- Directed by: Beth McCarthy-Miller
- Written by: Dave Attell
- Starring: Dave Attell
- Distributed by: HBO
- Release date: 2007;
- Country: United States
- Language: English

= Dave Attell: Captain Miserable =

Dave Attell: Captain Miserable is a 2007 HBO stand-up comedy special starring Dave Attell.

==Critical reception==
Metro Silicon Valley wrote "Scintillating raunch is available in this HBO special, with standup comedian Dave Attell performing live at the Lincoln Theater in Washington, D.C. Attell, a balding pudge with skeevy beard and friendly dark eyes, combines deeply pervy and palsy-walsy qualities in a way not seen since Telly Savalas went to that big casino in the sky."

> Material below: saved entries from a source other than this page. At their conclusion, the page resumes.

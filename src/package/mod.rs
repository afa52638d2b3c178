// Copyright (c) 2025 Erick Bourgeois, firestoned
// SPDX-License-Identifier: MIT

//! Package materialization for network slice intents.
//!
//! The materializer turns an intent plus its placement decisions into three
//! classes of deployment packages:
//!
//! 1. **Function packages**, one per network function: Namespace, Deployment,
//!    Service, ConfigMap and NetworkPolicy, rendered from the function spec,
//!    its placement decision, the intent's QoS profile and cluster metadata.
//! 2. **A slice-orchestration package**, one per intent: a copy of the intent
//!    record scoped to the management namespace, a ServiceMonitor and a
//!    slice-wide NetworkPolicy.
//! 3. **Sync-wiring packages**, one per target cluster: the RootSync/RepoSync
//!    objects pointing the cluster's sync agent at the Git directory where the
//!    packages land.
//!
//! Rendering is deterministic: two invocations with the same intent and
//! decisions produce byte-identical resources except for the
//! `mano.oran.io/generated-at` annotation, whose value is injected by the
//! caller.

pub mod functions;
pub mod kptfile;
pub mod orchestration;
pub mod syncwiring;
pub mod validation;

use crate::constants::MAX_PACKAGE_NAME_LEN;
use crate::crd::{NetworkFunctionType, NetworkSliceIntent, PlacementDecision};
use crate::errors::IntentError;
use crate::qos;
use kube::ResourceExt;
use serde::{Deserialize, Serialize};
use serde_json::Value;
use std::collections::BTreeMap;
use tracing::debug;

pub use kptfile::{Kptfile, KptFunction};
pub use validation::ValidationRule;

/// Which of the three package classes a package belongs to.
#[derive(Clone, Copy, Debug, PartialEq, Eq, Serialize, Deserialize)]
#[serde(rename_all = "camelCase")]
pub enum PackageCategory {
    /// One network-function workload.
    Function,
    /// Slice-wide orchestration resources.
    SliceOrchestration,
    /// RootSync/RepoSync wiring for one target cluster.
    SyncWiring,
}

impl PackageCategory {
    /// Label value used in metrics and package metadata.
    #[must_use]
    pub fn as_str(&self) -> &'static str {
        match self {
            PackageCategory::Function => "function",
            PackageCategory::SliceOrchestration => "slice-orchestration",
            PackageCategory::SyncWiring => "sync-wiring",
        }
    }
}

/// Package metadata block.
#[derive(Clone, Debug, Serialize, Deserialize)]
#[serde(rename_all = "camelCase")]
pub struct PackageMetadata {
    /// Deterministic DNS-label package name.
    pub name: String,
    /// Package version.
    pub version: String,
    /// Labels stamped on the package.
    pub labels: BTreeMap<String, String>,
    /// Annotations stamped on the package (includes the render timestamp).
    pub annotations: BTreeMap<String, String>,
    /// Package class.
    pub category: PackageCategory,
}

/// A single rendered KRM document plus the filename it lands under in the
/// package directory.
#[derive(Clone, Debug, PartialEq, Serialize, Deserialize)]
pub struct KrmResource {
    /// Filename within the package, e.g. `deployment.yaml`.
    pub filename: String,
    /// The full manifest. Keys serialize in sorted order, which is what makes
    /// re-rendering byte-identical.
    pub manifest: Value,
}

impl KrmResource {
    /// The manifest's `kind`, empty when absent.
    #[must_use]
    pub fn kind(&self) -> &str {
        self.manifest["kind"].as_str().unwrap_or_default()
    }
}

/// Where a package is delivered.
#[derive(Clone, Debug, PartialEq, Serialize, Deserialize)]
#[serde(rename_all = "camelCase")]
pub struct DeploymentTarget {
    /// Target workload cluster.
    pub cluster: String,
    /// Namespace the package's resources land in.
    pub namespace: String,
    /// Cloud tier of the target.
    pub cloud_type: String,
}

/// Outcome of rendering and in-process validation.
#[derive(Clone, Debug, Default, Serialize, Deserialize)]
#[serde(rename_all = "camelCase")]
pub struct RenderStatus {
    /// Whether rendering completed.
    pub rendered: bool,
    /// Render timestamp (RFC3339), as injected by the caller.
    pub timestamp: String,
    /// Validation-rule failures.
    #[serde(default)]
    pub errors: Vec<String>,
    /// Non-fatal findings.
    #[serde(default)]
    pub warnings: Vec<String>,
}

/// A rendered deployment package: resources plus its pipeline manifest.
#[derive(Clone, Debug, Serialize, Deserialize)]
#[serde(rename_all = "camelCase")]
pub struct Package {
    pub metadata: PackageMetadata,
    /// Rendered KRM documents, in a stable order.
    pub resources: Vec<KrmResource>,
    /// The Kptfile-shaped pipeline manifest embedded in the package.
    pub kptfile: Kptfile,
    /// Declarative rules checked in-process after rendering.
    pub validation_rules: Vec<ValidationRule>,
    /// Name-based package dependencies; never inlined.
    pub dependencies: Vec<String>,
    /// Delivery targets.
    pub targets: Vec<DeploymentTarget>,
    pub render_status: RenderStatus,
}

impl Package {
    /// Find the first rendered resource of the given kind.
    #[must_use]
    pub fn resource_of_kind(&self, kind: &str) -> Option<&KrmResource> {
        self.resources.iter().find(|r| r.kind() == kind)
    }
}

/// Project a string into a DNS-label-legal form: lowercase, dashes for
/// anything illegal, truncated to `max_len`, no leading/trailing dashes.
#[must_use]
pub fn dns_label(raw: &str, max_len: usize) -> String {
    let mut out = String::with_capacity(raw.len());
    for c in raw.chars() {
        if c.is_ascii_alphanumeric() {
            out.push(c.to_ascii_lowercase());
        } else if !out.is_empty() && !out.ends_with('-') {
            out.push('-');
        }
    }
    out.truncate(max_len);
    out.trim_matches('-').to_string()
}

/// Deterministic function-package name: `<intent>-<type-lowercase>`,
/// DNS-label-legal and at most fifty characters.
#[must_use]
pub fn function_package_name(intent_name: &str, function: NetworkFunctionType) -> String {
    dns_label(
        &format!("{intent_name}-{}", function.as_lowercase()),
        MAX_PACKAGE_NAME_LEN,
    )
}

/// Deterministic slice-orchestration package name.
#[must_use]
pub fn orchestration_package_name(intent_name: &str) -> String {
    dns_label(&format!("{intent_name}-slice"), MAX_PACKAGE_NAME_LEN)
}

/// Deterministic sync-wiring package name for one target cluster.
#[must_use]
pub fn sync_package_name(intent_name: &str, cluster: &str) -> String {
    dns_label(&format!("{intent_name}-sync-{cluster}"), MAX_PACKAGE_NAME_LEN)
}

/// Namespace a function's workload runs in: `<intent>-<type-lowercase>`.
#[must_use]
pub fn function_namespace(intent_name: &str, function: NetworkFunctionType) -> String {
    dns_label(
        &format!("{intent_name}-{}", function.as_lowercase()),
        MAX_PACKAGE_NAME_LEN,
    )
}

/// The slice-wide namespace: `slice-<intent>`.
#[must_use]
pub fn slice_namespace(intent_name: &str) -> String {
    dns_label(&format!("slice-{intent_name}"), MAX_PACKAGE_NAME_LEN)
}

/// Parsed QoS values threaded through every renderer.
#[derive(Clone, Debug)]
pub struct QosContext {
    pub bandwidth_mbps: f64,
    pub latency_ms: f64,
    pub qos_class: qos::QosClass,
    pub slice_type: crate::crd::SliceType,
    /// Raw annotation values, kept verbatim from the spec.
    pub bandwidth_raw: String,
    pub latency_raw: String,
}

impl QosContext {
    /// Parse the intent's QoS profile into a render context.
    ///
    /// # Errors
    ///
    /// Returns [`IntentError::Validation`] when the profile is malformed.
    pub fn from_profile(profile: &crate::crd::QosProfile) -> Result<Self, IntentError> {
        let bandwidth_mbps = qos::parse_bandwidth_mbps(&profile.bandwidth)?;
        let latency_ms = qos::parse_latency_ms(&profile.latency)?;
        Ok(Self {
            bandwidth_mbps,
            latency_ms,
            qos_class: qos::QosClass::from_latency_ms(latency_ms),
            slice_type: profile.slice_type.unwrap_or(crate::crd::SliceType::Balanced),
            bandwidth_raw: profile.bandwidth.clone(),
            latency_raw: profile.latency.clone(),
        })
    }
}

/// Cloud tier of a target cluster: the hint of the first function placed on
/// it, falling back to edge like the function renderer does.
fn cluster_cloud_type(
    intent: &NetworkSliceIntent,
    decisions: &[PlacementDecision],
    cluster: &str,
) -> String {
    decisions
        .iter()
        .filter(|d| d.cluster == cluster)
        .find_map(|d| {
            intent
                .spec
                .network_functions
                .iter()
                .find(|f| f.r#type == d.function)
                .and_then(|f| f.placement.cloud_type)
        })
        .map_or_else(|| "edge".to_string(), |ct| ct.to_string())
}

/// Materialize every package for an intent.
///
/// Produces one function package per network function, one
/// slice-orchestration package, and one sync-wiring package per distinct
/// target cluster, then runs each package's declarative validation rules
/// in-process. `generated_at` is the RFC3339 render timestamp; it is the only
/// input that may vary between otherwise-identical invocations.
///
/// # Errors
///
/// Returns [`IntentError::Validation`] for a malformed QoS profile,
/// [`IntentError::Render`] when a function has no matching decision, and
/// [`IntentError::ValidationRule`] when a rendered package violates one of
/// its rules.
pub fn materialize(
    intent: &NetworkSliceIntent,
    decisions: &[PlacementDecision],
    generated_at: &str,
) -> Result<Vec<Package>, IntentError> {
    let intent_name = intent.name_any();
    let qos_ctx = QosContext::from_profile(&intent.spec.qos_profile)?;

    let mut packages = Vec::with_capacity(intent.spec.network_functions.len() + 2);

    for function in &intent.spec.network_functions {
        let decision = decisions
            .iter()
            .find(|d| d.function == function.r#type)
            .ok_or_else(|| IntentError::Render {
                package: function_package_name(&intent_name, function.r#type),
                reason: format!("no placement decision for function {}", function.r#type),
                transient: false,
            })?;

        packages.push(functions::render_function_package(
            &intent_name,
            function,
            decision,
            &qos_ctx,
            generated_at,
        )?);
    }

    packages.push(orchestration::render_orchestration_package(
        intent,
        &qos_ctx,
        generated_at,
    )?);

    // One sync-wiring package per distinct target cluster, in sorted order
    // so the package vector is deterministic. A cluster's cloud tier is the
    // tier of the functions placed on it.
    let mut clusters: Vec<&str> = decisions.iter().map(|d| d.cluster.as_str()).collect();
    clusters.sort_unstable();
    clusters.dedup();
    for cluster in clusters {
        let cloud_type = cluster_cloud_type(intent, decisions, cluster);
        packages.push(syncwiring::render_sync_package(
            &intent_name,
            cluster,
            &cloud_type,
            &qos_ctx,
            generated_at,
        )?);
    }

    for package in &mut packages {
        validation::run_rules(package)?;
    }

    debug!(
        intent = %intent_name,
        packages = packages.len(),
        "Materialized packages"
    );
    Ok(packages)
}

CHUD.com said "It’s not dirty humor (which I love), it’s dirty for the sake of being dirty. There’s no substance to it. He just throws out random lame drug and sex jokes and see what sticks…. it doesn’t make for a deep or even fun stand-up experience."

DVD Talk wrote "In trying to break down why I enjoy Attell's comedy, it became clear that it's not his material that makes him so good, but his delivery. Jokes about porn, soup and pot-heads aren't breaking new ground comedically, and honestly, they are old hat for him, but with his drunken energy and unique vocal tics, including perfectly timed whispers and yelling, he can make the simplest line into something funny."